___ Records to use ___

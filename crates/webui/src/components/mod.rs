pub mod car_card;
pub mod car_detail;
pub mod car_image;
pub mod showroom_page;
//! Collection records.

use crate::{descriptor::VehicleDescriptor, style::ImageStyle};
use serde::{Deserialize, Serialize};

pub const DESCRIPTION_MAX_CHARS: usize = 100;
pub const ANECDOTE_MAX_CHARS: usize = 600;

#[derive(
    Debug,
    Clone,
    Copy,
    PartialEq,
    Eq,
    Hash,
    Default,
    Serialize,
    Deserialize,
    strum::Display,
    strum::EnumString,
    strum::EnumIter,
)]
pub enum CarType {
    Sedan,
    Coupe,
    Convertible,
    #[serde(rename = "SUV")]
    #[strum(serialize = "SUV")]
    Suv,
    Wagon,
    Hatchback,
    Truck,
    Van,
    #[serde(rename = "Sports Car")]
    #[strum(serialize = "Sports Car")]
    SportsCar,
    #[default]
    Other,
}

#[derive(
    Debug,
    Clone,
    Copy,
    PartialEq,
    Eq,
    Default,
    Serialize,
    Deserialize,
    strum::Display,
    strum::EnumString,
)]
#[serde(rename_all = "lowercase")]
#[strum(serialize_all = "lowercase")]
pub enum Privacy {
    Public,
    #[default]
    Private,
}

#[derive(Debug, Clone, PartialEq, Eq, Serialize, Deserialize)]
#[serde(rename_all = "camelCase")]
pub struct Car {
    pub id: String,
    pub make: String,
    pub model: String,
    #[serde(rename = "type", default)]
    pub car_type: CarType,
    pub color: String,
    pub year_built: i32,
    pub year_bought: i32,
    /// `None` while the car is still owned.
    #[serde(default)]
    pub year_sold: Option<i32>,
    #[serde(default)]
    pub description: String,
    #[serde(default)]
    pub anecdote: String,
    #[serde(default)]
    pub image_url: Option<String>,
    #[serde(default)]
    pub image_style: ImageStyle,
    #[serde(default)]
    pub privacy: Privacy,
}

#[derive(Debug, PartialEq, Eq, thiserror::Error)]
pub enum CarError {
    #[error("description of car `{id}` has {len} characters, at most 100 allowed")]
    DescriptionTooLong { id: String, len: usize },
    #[error("anecdote of car `{id}` has {len} characters, at most 600 allowed")]
    AnecdoteTooLong { id: String, len: usize },
}

impl Car {
    #[must_use]
    pub fn descriptor(&self) -> VehicleDescriptor {
        VehicleDescriptor::new(&self.make, &self.model, self.year_built, &self.color)
            .with_style(self.image_style)
    }

    pub fn validate(&self) -> Result<(), CarError> {
        let len = self.description.chars().count();
        if len > DESCRIPTION_MAX_CHARS {
            return Err(CarError::DescriptionTooLong {
                id: self.id.clone(),
                len,
            });
        }
        let len = self.anecdote.chars().count();
        if len > ANECDOTE_MAX_CHARS {
            return Err(CarError::AnecdoteTooLong {
                id: self.id.clone(),
                len,
            });
        }
        Ok(())
    }

    #[must_use]
    pub fn ownership(&self) -> String {
        ownership_label(self.year_bought, self.year_sold)
    }

    /// Year sold, or `Present`.
    #[must_use]
    pub fn sold_display(&self) -> String {
        self.year_sold
            .map_or_else(|| "Present".to_string(), |year| year.to_string())
    }

    /// Caption next to the purchase year on the timeline: `Sold 1995` or `Current`.
    #[must_use]
    pub fn timeline_label(&self) -> String {
        self.year_sold
            .map_or_else(|| "Current".to_string(), |year| format!("Sold {year}"))
    }

    /// e.g. `1986 Fiat X1/9`
    #[must_use]
    pub fn alt_text(&self) -> String {
        format!("{} {} {}", self.year_built, self.make, self.model)
    }
}

/// How long a car was owned: `Current`, `< 1 Yr`, `1 Yr` or `N Yrs`.
#[must_use]
pub fn ownership_label(year_bought: i32, year_sold: Option<i32>) -> String {
    let Some(year_sold) = year_sold else {
        return "Current".to_string();
    };
    match year_sold.saturating_sub(year_bought) {
        1 => "1 Yr".to_string(),
        years if years > 1 => format!("{years} Yrs"),
        _ => "< 1 Yr".to_string(),
    }
}

#[cfg(test)]
mod tests {
    use super::*;
    use assert_matches::assert_matches;
    use rstest::rstest;
    use std::str::FromStr;
    use strum::IntoEnumIterator;

    const FIAT_JSON: &str = r#"{
        "id": "4",
        "userId": "1",
        "make": "Fiat",
        "model": "X1/9",
        "type": "Convertible",
        "color": "Ferrari Red",
        "yearBuilt": 1986,
        "yearBought": 1990,
        "yearSold": 1995,
        "description": "Mini ferrari",
        "anecdote": "By Bertone (special gift)",
        "imageUrl": null,
        "imageStyle": "museum",
        "privacy": "public",
        "createdAt": "2024-01-01T00:00:00Z"
    }"#;

    fn fiat() -> Car {
        serde_json::from_str(FIAT_JSON).unwrap()
    }

    #[rstest]
    #[case(2025, None, "Current")]
    #[case(2020, Some(2020), "< 1 Yr")]
    #[case(2020, Some(2019), "< 1 Yr")]
    #[case(2020, Some(2021), "1 Yr")]
    #[case(1990, Some(1995), "5 Yrs")]
    fn ownership(#[case] bought: i32, #[case] sold: Option<i32>, #[case] expected: &str) {
        assert_eq!(expected, ownership_label(bought, sold));
    }

    #[test]
    fn parses_collection_json() {
        let car = fiat();
        assert_eq!(CarType::Convertible, car.car_type);
        assert_eq!(Some(1995), car.year_sold);
        assert_eq!(ImageStyle::Museum, car.image_style);
        assert_eq!(Privacy::Public, car.privacy);
        assert_eq!("5 Yrs", car.ownership());
        assert_eq!("1995", car.sold_display());
        assert_eq!("1986 Fiat X1/9", car.alt_text());
    }

    #[test]
    fn optional_fields_default() {
        let car: Car = serde_json::from_str(
            r#"{"id":"1","make":"Volvo","model":"XC90","color":"Saville Grey","yearBuilt":2021,"yearBought":2025}"#,
        )
        .unwrap();
        assert_eq!(None, car.year_sold);
        assert_eq!("Present", car.sold_display());
        assert_eq!(CarType::Other, car.car_type);
        assert_eq!(ImageStyle::Showroom, car.image_style);
        assert_eq!(Privacy::Private, car.privacy);
    }

    #[test]
    fn descriptor_carries_style() {
        let descriptor = fiat().descriptor();
        assert_eq!(
            VehicleDescriptor::new("Fiat", "X1/9", 1986, "Ferrari Red")
                .with_style(ImageStyle::Museum),
            descriptor
        );
        assert_eq!("#ff2800", descriptor.display_color());
    }

    #[test]
    fn car_types_in_form_order() {
        let names: Vec<_> = CarType::iter().map(|t| t.to_string()).collect();
        assert_eq!(
            vec![
                "Sedan",
                "Coupe",
                "Convertible",
                "SUV",
                "Wagon",
                "Hatchback",
                "Truck",
                "Van",
                "Sports Car",
                "Other"
            ],
            names
        );
        assert_eq!(CarType::SportsCar, CarType::from_str("Sports Car").unwrap());
        assert_eq!(
            "\"SUV\"",
            serde_json::to_string(&CarType::Suv).unwrap()
        );
    }

    #[test]
    fn text_limits_count_characters() {
        let mut car = fiat();
        car.description = "é".repeat(DESCRIPTION_MAX_CHARS);
        assert_eq!(Ok(()), car.validate());

        car.description.push('!');
        assert_matches!(
            car.validate(),
            Err(CarError::DescriptionTooLong { len: 101, .. })
        );

        car.description.clear();
        car.anecdote = "x".repeat(ANECDOTE_MAX_CHARS + 1);
        assert_matches!(car.validate(), Err(CarError::AnecdoteTooLong { len: 601, .. }));
    }

    #[test]
    fn timeline_label_shows_sale_year() {
        let mut car = fiat();
        assert_eq!("Sold 1995", car.timeline_label());
        car.year_sold = None;
        assert_eq!("Current", car.timeline_label());
    }
}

___

* _Exercise requirements_
Reproduce all the records, exactly and in full.

* _Output of the task_
filename crates/webui/src/components/mod.rs
pub mod car_card;
pub mod car_detail;
pub mod car_image;
pub mod showroom_page;
//! Collection records.

use crate::{descriptor::VehicleDescriptor, style::ImageStyle};
use serde::{Deserialize, Serialize};

pub const DESCRIPTION_MAX_CHARS: usize = 100;
pub const ANECDOTE_MAX_CHARS: usize = 600;

#[derive(
    Debug,
    Clone,
    Copy,
    PartialEq,
    Eq,
    Hash,
    Default,
    Serialize,
    Deserialize,
    strum::Display,
    strum::EnumString,
    strum::EnumIter,
)]
pub enum CarType {
    Sedan,
    Coupe,
    Convertible,
    #[serde(rename = "SUV")]
    #[strum(serialize = "SUV")]
    Suv,
    Wagon,
    Hatchback,
    Truck,
    Van,
    #[serde(rename = "Sports Car")]
    #[strum(serialize = "Sports Car")]
    SportsCar,
    #[default]
    Other,
}

#[derive(
    Debug,
    Clone,
    Copy,
    PartialEq,
    Eq,
    Default,
    Serialize,
    Deserialize,
    strum::Display,
    strum::EnumString,
)]
#[serde(rename_all = "lowercase")]
#[strum(serialize_all = "lowercase")]
pub enum Privacy {
    Public,
    #[default]
    Private,
}

#[derive(Debug, Clone, PartialEq, Eq, Serialize, Deserialize)]
#[serde(rename_all = "camelCase")]
pub struct Car {
    pub id: String,
    pub make: String,
    pub model: String,
    #[serde(rename = "type", default)]
    pub car_type: CarType,
    pub color: String,
    pub year_built: i32,
    pub year_bought: i32,
    /// `None` while the car is still owned.
    #[serde(default)]
    pub year_sold: Option<i32>,
    #[serde(default)]
    pub description: String,
    #[serde(default)]
    pub anecdote: String,
    #[serde(default)]
    pub image_url: Option<String>,
    #[serde(default)]
    pub image_style: ImageStyle,
    #[serde(default)]
    pub privacy: Privacy,
}

#[derive(Debug, PartialEq, Eq, thiserror::Error)]
pub enum CarError {
    #[error("description of car `{id}` has {len} characters, at most 100 allowed")]
    DescriptionTooLong { id: String, len: usize },
    #[error("anecdote of car `{id}` has {len} characters, at most 600 allowed")]
    AnecdoteTooLong { id: String, len: usize },
}

impl Car {
    #[must_use]
    pub fn descriptor(&self) -> VehicleDescriptor {
        VehicleDescriptor::new(&self.make, &self.model, self.year_built, &self.color)
            .with_style(self.image_style)
    }

    pub fn validate(&self) -> Result<(), CarError> {
        let len = self.description.chars().count();
        if len > DESCRIPTION_MAX_CHARS {
            return Err(CarError::DescriptionTooLong {
                id: self.id.clone(),
                len,
            });
        }
        let len = self.anecdote.chars().count();
        if len > ANECDOTE_MAX_CHARS {
            return Err(CarError::AnecdoteTooLong {
                id: self.id.clone(),
                len,
            });
        }
        Ok(())
    }

    #[must_use]
    pub fn ownership(&self) -> String {
        ownership_label(self.year_bought, self.year_sold)
    }

    /// Year sold, or `Present`.
    #[must_use]
    pub fn sold_display(&self) -> String {
        self.year_sold
            .map_or_else(|| "Present".to_string(), |year| year.to_string())
    }

    /// Caption next to the purchase year on the timeline: `Sold 1995` or `Current`.
    #[must_use]
    pub fn timeline_label(&self) -> String {
        self.year_sold
            .map_or_else(|| "Current".to_string(), |year| format!("Sold {year}"))
    }

    /// e.g. `1986 Fiat X1/9`
    #[must_use]
    pub fn alt_text(&self) -> String {
        format!("{} {} {}", self.year_built, self.make, self.model)
    }
}

/// How long a car was owned: `Current`, `< 1 Yr`, `1 Yr` or `N Yrs`.
#[must_use]
pub fn ownership_label(year_bought: i32, year_sold: Option<i32>) -> String {
    let Some(year_sold) = year_sold else {
        return "Current".to_string();
    };
    match year_sold.saturating_sub(year_bought) {
        1 => "1 Yr".to_string(),
        years if years > 1 => format!("{years} Yrs"),
        _ => "< 1 Yr".to_string(),
    }
}

#[cfg(test)]
mod tests {
    use super::*;
    use assert_matches::assert_matches;
    use rstest::rstest;
    use std::str::FromStr;
    use strum::IntoEnumIterator;

    const FIAT_JSON: &str = r#"{
        "id": "4",
        "userId": "1",
        "make": "Fiat",
        "model": "X1/9",
        "type": "Convertible",
        "color": "Ferrari Red",
        "yearBuilt": 1986,
        "yearBought": 1990,
        "yearSold": 1995,
        "description": "Mini ferrari",
        "anecdote": "By Bertone (special gift)",
        "imageUrl": null,
        "imageStyle": "museum",
        "privacy": "public",
        "createdAt": "2024-01-01T00:00:00Z"
    }"#;

    fn fiat() -> Car {
        serde_json::from_str(FIAT_JSON).unwrap()
    }

    #[rstest]
    #[case(2025, None, "Current")]
    #[case(2020, Some(2020), "< 1 Yr")]
    #[case(2020, Some(2019), "< 1 Yr")]
    #[case(2020, Some(2021), "1 Yr")]
    #[case(1990, Some(1995), "5 Yrs")]
    fn ownership(#[case] bought: i32, #[case] sold: Option<i32>, #[case] expected: &str) {
        assert_eq!(expected, ownership_label(bought, sold));
    }

    #[test]
    fn parses_collection_json() {
        let car = fiat();
        assert_eq!(CarType::Convertible, car.car_type);
        assert_eq!(Some(1995), car.year_sold);
        assert_eq!(ImageStyle::Museum, car.image_style);
        assert_eq!(Privacy::Public, car.privacy);
        assert_eq!("5 Yrs", car.ownership());
        assert_eq!("1995", car.sold_display());
        assert_eq!("1986 Fiat X1/9", car.alt_text());
    }

    #[test]
    fn optional_fields_default() {
        let car: Car = serde_json::from_str(
            r#"{"id":"1","make":"Volvo","model":"XC90","color":"Saville Grey","yearBuilt":2021,"yearBought":2025}"#,
        )
        .unwrap();
        assert_eq!(None, car.year_sold);
        assert_eq!("Present", car.sold_display());
        assert_eq!(CarType::Other, car.car_type);
        assert_eq!(ImageStyle::Showroom, car.image_style);
        assert_eq!(Privacy::Private, car.privacy);
    }

    #[test]
    fn descriptor_carries_style() {
        let descriptor = fiat().descriptor();
        assert_eq!(
            VehicleDescriptor::new("Fiat", "X1/9", 1986, "Ferrari Red")
                .with_style(ImageStyle::Museum),
            descriptor
        );
        assert_eq!("#ff2800", descriptor.display_color());
    }

    #[test]
    fn car_types_in_form_order() {
        let names: Vec<_> = CarType::iter().map(|t| t.to_string()).collect();
        assert_eq!(
            vec![
                "Sedan",
                "Coupe",
                "Convertible",
                "SUV",
                "Wagon",
                "Hatchback",
                "Truck",
                "Van",
                "Sports Car",
                "Other"
            ],
            names
        );
        assert_eq!(CarType::SportsCar, CarType::from_str("Sports Car").unwrap());
        assert_eq!(
            "\"SUV\"",
            serde_json::to_string(&CarType::Suv).unwrap()
        );
    }

    #[test]
    fn text_limits_count_characters() {
        let mut car = fiat();
        car.description = "é".repeat(DESCRIPTION_MAX_CHARS);
        assert_eq!(Ok(()), car.validate());

        car.description.push('!');
        assert_matches!(
            car.validate(),
            Err(CarError::DescriptionTooLong { len: 101, .. })
        );

        car.description.clear();
        car.anecdote = "x".repeat(ANECDOTE_MAX_CHARS + 1);
        assert_matches!(car.validate(), Err(CarError::AnecdoteTooLong { len: 601, .. }));
    }

    #[test]
    fn timeline_label_shows_sale_year() {
        let mut car = fiat();
        assert_eq!("Sold 1995", car.timeline_label());
        car.year_sold = None;
        assert_eq!("Current", car.timeline_label());
    }
}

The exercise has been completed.